Entonces Dios preguntó a Caín:
– ¿Dónde está Abel, tu hermano?
Y él respondió:
– No lo sé. ¿Acaso soy yo el guardián de mi hermano?
Dios le dijo:
– ¿Qué has hecho? La voz de la sangre de tu hermano clama a mí desde la tierra. Ahora, pues, maldito seas de la tierra, que abrió su boca para recibir de tu mano la sangre de tu hermano. Cuando labres la tierra, no te volverá a dar sus frutos; errante y extranjero serás en ella.
Entonces Caín respondió a Dios:
– Grande es mi culpa para ser soportada. Hoy me echas de la tierra, y habré de esconderme de tu presencia, errante y extranjero en la tierra. Y sucederá que cualquiera que me encuentre podrá matarme.
Y Dios le contestó:
– Cualquiera que mate a Caín, será siete veces castigado.
Entonces Dios puso una señal en Caín, para que no lo matase nadie.
Génesis 4:9-15

El tema del día es la salida de la cárcel de uno de los terroristas más despreciables que ha dado la Historia. Un ser que no sólo no se arrepiente de lo que ha hecho, sino que se vanagloria de ello. Hace dos décadas, las Justicia le condenó a más de 3.000 años de prisión por el asesinato terrorista de 25 ciudadanos y las lesiones de otros muchos. De esos 3.000 años, la ley penal por la que fue juzgado sólo le obligaba a cumplir 18. Ocho meses por muerte, si hacemos un cálculo sencillo. Afortunadamente, esa ley ya está derogada y la ley penal hoy vigente les obliga a cumplir íntegramente 40 años de prisión. Los otros 3 años que cumplió se debieron a un delito de amenazas terroristas.
Nuestro Estado de Derecho deció en 1987 que cumplir 18 años de los 3.000 de la condena eran suficientes para redimirle de 25 asesinatos. Debo confesar que ello me provoca un profundo malestar moral. ¿Qué hacer cuando las reglas que nos hemos dado parecen favorecer a quien nos daña en vez de protegernos?

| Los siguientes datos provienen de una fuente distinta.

//! State recorder
//!
//! Persists the last-known-good release per host so rollback has a target.
//! Storage is a single TOML file keyed by host id. Mutations happen under
//! an exclusive file lock with a read-modify-write cycle and land via
//! write-to-temp-then-rename; reads take a shared lock. The executor's
//! per-host worker threads can therefore record and plan rollbacks
//! concurrently without ever observing a half-written file.

use std::collections::BTreeMap;
use std::fs;
use std::io::Write;
use std::path::{Path, PathBuf};

use chrono::Utc;
use fs2::FileExt;
use serde::{Deserialize, Serialize};

use crate::error::{ConvoyError, ConvoyResult};
use crate::models::{HostPhase, HostState, Release};

/// Read/write access to persisted per-host deployment state.
pub trait StateRecorder: Send + Sync {
    /// Record a terminal transition for a host.
    ///
    /// Called only on entry into Live or RolledBack, after the final step
    /// fully completed; any other phase is not persisted.
    fn record(&self, host_id: &str, release: &Release, phase: HostPhase) -> ConvoyResult<()>;

    /// The most recent release that reached Live on this host.
    fn last_good(&self, host_id: &str) -> ConvoyResult<Option<Release>>;

    /// The full recorded state for a host, if any.
    fn state(&self, host_id: &str) -> ConvoyResult<Option<HostState>>;

    /// All recorded host states, keyed by host id.
    fn all(&self) -> ConvoyResult<BTreeMap<String, HostState>>;
}

#[derive(Debug, Clone, Serialize, Deserialize, Default)]
struct StateFile {
    #[serde(default = "default_version")]
    version: u32,

    #[serde(default)]
    hosts: BTreeMap<String, HostState>,
}

fn default_version() -> u32 {
    1
}

/// TOML-file state recorder, the only production implementation.
pub struct TomlStateRecorder {
    path: PathBuf,
}

impl TomlStateRecorder {
    pub fn new(path: PathBuf) -> Self {
        Self { path }
    }

    pub fn path(&self) -> &PathBuf {
        &self.path
    }

    fn lock_path(&self) -> PathBuf {
        self.path.with_extension("lock")
    }

    fn load(&self) -> ConvoyResult<StateFile> {
        if !self.path.exists() {
            return Ok(StateFile {
                version: 1,
                hosts: BTreeMap::new(),
            });
        }

        let content = fs::read_to_string(&self.path)?;
        toml::from_str(&content).map_err(|e| ConvoyError::StateCorrupted {
            path: self.path.clone(),
            message: e.to_string(),
        })
    }

    fn save(&self, state: &StateFile) -> ConvoyResult<()> {
        let parent = match self.path.parent() {
            Some(p) if !p.as_os_str().is_empty() => p,
            _ => Path::new("."),
        };
        fs::create_dir_all(parent)?;

        let content = toml::to_string_pretty(state).map_err(|e| ConvoyError::Config {
            message: format!("cannot serialize state: {}", e),
        })?;

        // Temp file in the same directory, renamed over the state file, so
        // a reader sees either the old contents or the new - never a
        // truncated file, even if we crash mid-write.
        let mut tmp = tempfile::NamedTempFile::new_in(parent)?;
        tmp.write_all(content.as_bytes())?;
        tmp.persist(&self.path).map_err(|e| ConvoyError::Io(e.error))?;
        Ok(())
    }

    fn lock_handle(&self) -> ConvoyResult<fs::File> {
        let lock_path = self.lock_path();
        if let Some(parent) = lock_path.parent() {
            fs::create_dir_all(parent)?;
        }
        Ok(fs::File::create(&lock_path)?)
    }

    /// Run `f` over the state file under an exclusive lock.
    fn with_lock<T>(&self, f: impl FnOnce(&Self) -> ConvoyResult<T>) -> ConvoyResult<T> {
        let lock_file = self.lock_handle()?;
        lock_file.lock_exclusive()?;

        let result = f(self);

        let _ = fs2::FileExt::unlock(&lock_file);
        result
    }

    /// Run `f` over the state file under a shared lock; readers may
    /// overlap each other but never an in-progress `record`.
    fn with_shared_lock<T>(&self, f: impl FnOnce(&Self) -> ConvoyResult<T>) -> ConvoyResult<T> {
        let lock_file = self.lock_handle()?;
        lock_file.lock_shared()?;

        let result = f(self);

        let _ = fs2::FileExt::unlock(&lock_file);
        result
    }
}

impl StateRecorder for TomlStateRecorder {
    fn record(&self, host_id: &str, release: &Release, phase: HostPhase) -> ConvoyResult<()> {
        match phase {
            HostPhase::Live | HostPhase::RolledBack => {}
            // Non-terminal phases are never persisted; the prior release
            // stays authoritative until Verify confirms the new one.
            _ => return Ok(()),
        }

        self.with_lock(|recorder| {
            let mut state = recorder.load()?;

            let entry = match (phase, state.hosts.remove(host_id)) {
                // Live: the release becomes both current and last-good
                (HostPhase::Live, _) => HostState {
                    current: release.clone(),
                    last_good: release.clone(),
                    updated_at: Utc::now(),
                },
                // RolledBack: current reverts; last_good is unchanged
                // (the rolled-back-to release was already last-good)
                (_, Some(prev)) => HostState {
                    current: release.clone(),
                    last_good: prev.last_good,
                    updated_at: Utc::now(),
                },
                (_, None) => HostState {
                    current: release.clone(),
                    last_good: release.clone(),
                    updated_at: Utc::now(),
                },
            };

            state.hosts.insert(host_id.to_string(), entry);
            recorder.save(&state)
        })
    }

    fn last_good(&self, host_id: &str) -> ConvoyResult<Option<Release>> {
        self.with_shared_lock(|recorder| {
            Ok(recorder
                .load()?
                .hosts
                .get(host_id)
                .map(|s| s.last_good.clone()))
        })
    }

    fn state(&self, host_id: &str) -> ConvoyResult<Option<HostState>> {
        self.with_shared_lock(|recorder| Ok(recorder.load()?.hosts.get(host_id).cloned()))
    }

    fn all(&self) -> ConvoyResult<BTreeMap<String, HostState>> {
        self.with_shared_lock(|recorder| Ok(recorder.load()?.hosts))
    }
}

He venido leyendo en diferentes sitios, con motivo de la excarcelación de De Juana, bastantes opiniones de gente que asegura que no le importaría que alguien se tomase la justicia por su mano y acabase con la vida del terrorista. El hecho de que no se arrepienta ni un ápice de todo el horror provocado contribuye a generar un estado de ánimo en la sociedad bastante propicio para el uso de la venganza y el linchamiento. Muchas personas desean ver muerto a De Juana Chaos, sin importarles demasiado que la ejecución se haga al margen de la ley. Supongo que no es posible culpar a las víctimas por querer ver muerto al salvaje que se llevó la vida de sus seres queridos.
Sin embargo, dejarse llevar por el odio no solucionará nada. Si por algo se caracteriza una sociedad civilizada, es por el estricto respeto por las reglas del Estado de Derecho. Hace no mucho, en un discurso parlamentario, Rosa Díez dijo que al terrorismo se le vence con la aplicación estricta del Estado de Derecho, ni más, ni menos. Y no puedo estar más de acuerdo. Porque es precisamente el sometimiento a las normas que nos hemos dado, el respeto por la ley producto de la voluntad popular, lo que diferencia a los demócratas de los violentos.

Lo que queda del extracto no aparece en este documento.